THE PROBLEM:
Each entry that follows must be output without any deviation.

[Records contained in a dataset]

++++

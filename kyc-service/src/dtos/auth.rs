use chrono::{DateTime, Utc};
use serde::{Deserialize, Deserializer, Serialize};
use utoipa::ToSchema;
use validator::Validate;

use crate::models::{IdDocumentType, Identity, Profile};

#[derive(Debug, Deserialize, Validate, ToSchema)]
pub struct RegisterRequest {
    #[validate(length(min = 2, max = 50, message = "First name must be 2-50 characters"))]
    #[schema(example = "Ana")]
    pub first_name: String,

    #[validate(length(min = 2, max = 50, message = "Last name must be 2-50 characters"))]
    #[schema(example = "Gomez")]
    pub last_name: String,

    pub document_type: IdDocumentType,

    #[validate(length(min = 5, max = 20, message = "Document number must be 5-20 characters"))]
    #[schema(example = "1020304050")]
    pub document_number: String,

    #[serde(deserialize_with = "trimmed")]
    #[validate(
        email(message = "Invalid email format"),
        length(max = 255, message = "Email must be at most 255 characters")
    )]
    #[schema(example = "ana@example.com")]
    pub email: String,

    #[validate(length(min = 10, max = 20, message = "Phone number must be 10-20 characters"))]
    #[schema(example = "3001234567")]
    pub phone_number: String,

    #[validate(length(min = 10, max = 200, message = "Address must be 10-200 characters"))]
    #[schema(example = "Calle 10 # 20-30, Bogota")]
    pub address: String,

    #[validate(length(min = 8, message = "Password must be at least 8 characters"))]
    #[schema(example = "password123", min_length = 8)]
    pub password: String,

    #[validate(length(max = 255))]
    pub facebook_profile: Option<String>,
    #[validate(length(max = 255))]
    pub instagram_profile: Option<String>,
    #[validate(length(max = 255))]
    pub twitter_profile: Option<String>,
    #[validate(length(max = 255))]
    pub linkedin_profile: Option<String>,
}

impl RegisterRequest {
    /// Splits the body into the profile and the raw password.
    pub fn into_parts(self) -> (Profile, String) {
        let profile = Profile {
            first_name: self.first_name.trim().to_string(),
            last_name: self.last_name.trim().to_string(),
            document_type: self.document_type,
            document_number: self.document_number,
            email: self.email,
            phone_number: self.phone_number.trim().to_string(),
            address: self.address.trim().to_string(),
            facebook_profile: non_blank(self.facebook_profile),
            instagram_profile: non_blank(self.instagram_profile),
            twitter_profile: non_blank(self.twitter_profile),
            linkedin_profile: non_blank(self.linkedin_profile),
        };
        (profile, self.password)
    }
}

fn non_blank(value: Option<String>) -> Option<String> {
    value
        .map(|v| v.trim().to_string())
        .filter(|v| !v.is_empty())
}

/// Surrounding whitespace is dropped before any validation rule runs.
fn trimmed<'de, D>(deserializer: D) -> Result<String, D::Error>
where
    D: Deserializer<'de>,
{
    let value = String::deserialize(deserializer)?;
    Ok(value.trim().to_string())
}

#[derive(Debug, Deserialize, Validate, ToSchema)]
pub struct LoginRequest {
    #[serde(deserialize_with = "trimmed")]
    #[validate(email(message = "Invalid email format"))]
    #[schema(example = "ana@example.com")]
    pub email: String,

    #[validate(length(min = 1, message = "Password is required"))]
    #[schema(example = "password123")]
    pub password: String,
}

#[derive(Debug, Serialize, ToSchema)]
pub struct LoginResponse {
    pub token: String,
    #[schema(example = "Bearer")]
    pub token_type: String,
    pub expires_at: DateTime<Utc>,
    pub user: Identity,
}

#[cfg(test)]
mod tests {
    use super::*;

    fn valid() -> RegisterRequest {
        serde_json::from_value(serde_json::json!({
            "first_name": "Ana",
            "last_name": "Gomez",
            "document_type": "cedula",
            "document_number": "1020304050",
            "email": "ana@example.com",
            "phone_number": "3001234567",
            "address": "Calle 10 # 20-30",
            "password": "password123",
            "instagram_profile": "   "
        }))
        .unwrap()
    }

    #[test]
    fn accepts_valid_registration() {
        let request = valid();
        assert!(request.validate().is_ok());

        let (profile, password) = request.into_parts();
        assert_eq!(password, "password123");
        assert!(profile.instagram_profile.is_none());
    }

    #[test]
    fn rejects_short_fields() {
        let mut request = valid();
        request.password = "short".to_string();
        request.phone_number = "123".to_string();

        let errors = request.validate().unwrap_err();
        let fields = errors.field_errors();
        assert!(fields.contains_key("password"));
        assert!(fields.contains_key("phone_number"));
    }

    #[test]
    fn padded_email_is_trimmed_before_validation() {
        let request: RegisterRequest = serde_json::from_value(serde_json::json!({
            "first_name": "Ana",
            "last_name": "Gomez",
            "document_type": "cedula",
            "document_number": "1020304050",
            "email": "  Ana@Example.com \t",
            "phone_number": "3001234567",
            "address": "Calle 10 # 20-30",
            "password": "password123"
        }))
        .unwrap();
        assert_eq!(request.email, "Ana@Example.com");
        assert!(request.validate().is_ok());

        let login: LoginRequest = serde_json::from_value(serde_json::json!({
            "email": " ana@example.com ",
            "password": "password123"
        }))
        .unwrap();
        assert_eq!(login.email, "ana@example.com");
        assert!(login.validate().is_ok());
    }

    #[test]
    fn rejects_email_longer_than_column() {
        let mut request = valid();
        let label = "a".repeat(50);
        request.email = format!("{}@{l}.{l}.{l}.{l}.com", "b".repeat(60), l = label);
        assert!(request.email.len() > 255);

        let errors = request.validate().unwrap_err();
        assert!(errors.field_errors().contains_key("email"));
    }

    #[test]
    fn unknown_document_type_fails_to_parse() {
        let result = serde_json::from_value::<RegisterRequest>(serde_json::json!({
            "first_name": "Ana",
            "last_name": "Gomez",
            "document_type": "licencia",
            "document_number": "1020304050",
            "email": "ana@example.com",
            "phone_number": "3001234567",
            "address": "Calle 10 # 20-30",
            "password": "password123"
        }));
        assert!(result.is_err());
    }
}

++++

REPLY TO THE TASK:
filename kyc-service/src/dtos/auth.rs
use chrono::{DateTime, Utc};
use serde::{Deserialize, Deserializer, Serialize};
use utoipa::ToSchema;
use validator::Validate;

use crate::models::{IdDocumentType, Identity, Profile};

#[derive(Debug, Deserialize, Validate, ToSchema)]
pub struct RegisterRequest {
    #[validate(length(min = 2, max = 50, message = "First name must be 2-50 characters"))]
    #[schema(example = "Ana")]
    pub first_name: String,

    #[validate(length(min = 2, max = 50, message = "Last name must be 2-50 characters"))]
    #[schema(example = "Gomez")]
    pub last_name: String,

    pub document_type: IdDocumentType,

    #[validate(length(min = 5, max = 20, message = "Document number must be 5-20 characters"))]
    #[schema(example = "1020304050")]
    pub document_number: String,

    #[serde(deserialize_with = "trimmed")]
    #[validate(
        email(message = "Invalid email format"),
        length(max = 255, message = "Email must be at most 255 characters")
    )]
    #[schema(example = "ana@example.com")]
    pub email: String,

    #[validate(length(min = 10, max = 20, message = "Phone number must be 10-20 characters"))]
    #[schema(example = "3001234567")]
    pub phone_number: String,

    #[validate(length(min = 10, max = 200, message = "Address must be 10-200 characters"))]
    #[schema(example = "Calle 10 # 20-30, Bogota")]
    pub address: String,

    #[validate(length(min = 8, message = "Password must be at least 8 characters"))]
    #[schema(example = "password123", min_length = 8)]
    pub password: String,

    #[validate(length(max = 255))]
    pub facebook_profile: Option<String>,
    #[validate(length(max = 255))]
    pub instagram_profile: Option<String>,
    #[validate(length(max = 255))]
    pub twitter_profile: Option<String>,
    #[validate(length(max = 255))]
    pub linkedin_profile: Option<String>,
}

impl RegisterRequest {
    /// Splits the body into the profile and the raw password.
    pub fn into_parts(self) -> (Profile, String) {
        let profile = Profile {
            first_name: self.first_name.trim().to_string(),
            last_name: self.last_name.trim().to_string(),
            document_type: self.document_type,
            document_number: self.document_number,
            email: self.email,
            phone_number: self.phone_number.trim().to_string(),
            address: self.address.trim().to_string(),
            facebook_profile: non_blank(self.facebook_profile),
            instagram_profile: non_blank(self.instagram_profile),
            twitter_profile: non_blank(self.twitter_profile),
            linkedin_profile: non_blank(self.linkedin_profile),
        };
        (profile, self.password)
    }
}

fn non_blank(value: Option<String>) -> Option<String> {
    value
        .map(|v| v.trim().to_string())
        .filter(|v| !v.is_empty())
}

/// Surrounding whitespace is dropped before any validation rule runs.
fn trimmed<'de, D>(deserializer: D) -> Result<String, D::Error>
where
    D: Deserializer<'de>,
{
    let value = String::deserialize(deserializer)?;
    Ok(value.trim().to_string())
}

#[derive(Debug, Deserialize, Validate, ToSchema)]
pub struct LoginRequest {
    #[serde(deserialize_with = "trimmed")]
    #[validate(email(message = "Invalid email format"))]
    #[schema(example = "ana@example.com")]
    pub email: String,

    #[validate(length(min = 1, message = "Password is required"))]
    #[schema(example = "password123")]
    pub password: String,
}

#[derive(Debug, Serialize, ToSchema)]
pub struct LoginResponse {
    pub token: String,
    #[schema(example = "Bearer")]
    pub token_type: String,
    pub expires_at: DateTime<Utc>,
    pub user: Identity,
}

#[cfg(test)]
mod tests {
    use super::*;

    fn valid() -> RegisterRequest {
        serde_json::from_value(serde_json::json!({
            "first_name": "Ana",
            "last_name": "Gomez",
            "document_type": "cedula",
            "document_number": "1020304050",
            "email": "ana@example.com",
            "phone_number": "3001234567",
            "address": "Calle 10 # 20-30",
            "password": "password123",
            "instagram_profile": "   "
        }))
        .unwrap()
    }

    #[test]
    fn accepts_valid_registration() {
        let request = valid();
        assert!(request.validate().is_ok());

        let (profile, password) = request.into_parts();
        assert_eq!(password, "password123");
        assert!(profile.instagram_profile.is_none());
    }

    #[test]
    fn rejects_short_fields() {
        let mut request = valid();
        request.password = "short".to_string();
        request.phone_number = "123".to_string();

        let errors = request.validate().unwrap_err();
        let fields = errors.field_errors();
        assert!(fields.contains_key("password"));
        assert!(fields.contains_key("phone_number"));
    }

    #[test]
    fn padded_email_is_trimmed_before_validation() {
        let request: RegisterRequest = serde_json::from_value(serde_json::json!({
            "first_name": "Ana",
            "last_name": "Gomez",
            "document_type": "cedula",
            "document_number": "1020304050",
            "email": "  Ana@Example.com \t",
            "phone_number": "3001234567",
            "address": "Calle 10 # 20-30",
            "password": "password123"
        }))
        .unwrap();
        assert_eq!(request.email, "Ana@Example.com");
        assert!(request.validate().is_ok());

        let login: LoginRequest = serde_json::from_value(serde_json::json!({
            "email": " ana@example.com ",
            "password": "password123"
        }))
        .unwrap();
        assert_eq!(login.email, "ana@example.com");
        assert!(login.validate().is_ok());
    }

    #[test]
    fn rejects_email_longer_than_column() {
        let mut request = valid();
        let label = "a".repeat(50);
        request.email = format!("{}@{l}.{l}.{l}.{l}.com", "b".repeat(60), l = label);
        assert!(request.email.len() > 255);

        let errors = request.validate().unwrap_err();
        assert!(errors.field_errors().contains_key("email"));
    }

    #[test]
    fn unknown_document_type_fails_to_parse() {
        let result = serde_json::from_value::<RegisterRequest>(serde_json::json!({
            "first_name": "Ana",
            "last_name": "Gomez",
            "document_type": "licencia",
            "document_number": "1020304050",
            "email": "ana@example.com",
            "phone_number": "3001234567",
            "address": "Calle 10 # 20-30",
            "password": "password123"
        }));
        assert!(result.is_err());
    }
}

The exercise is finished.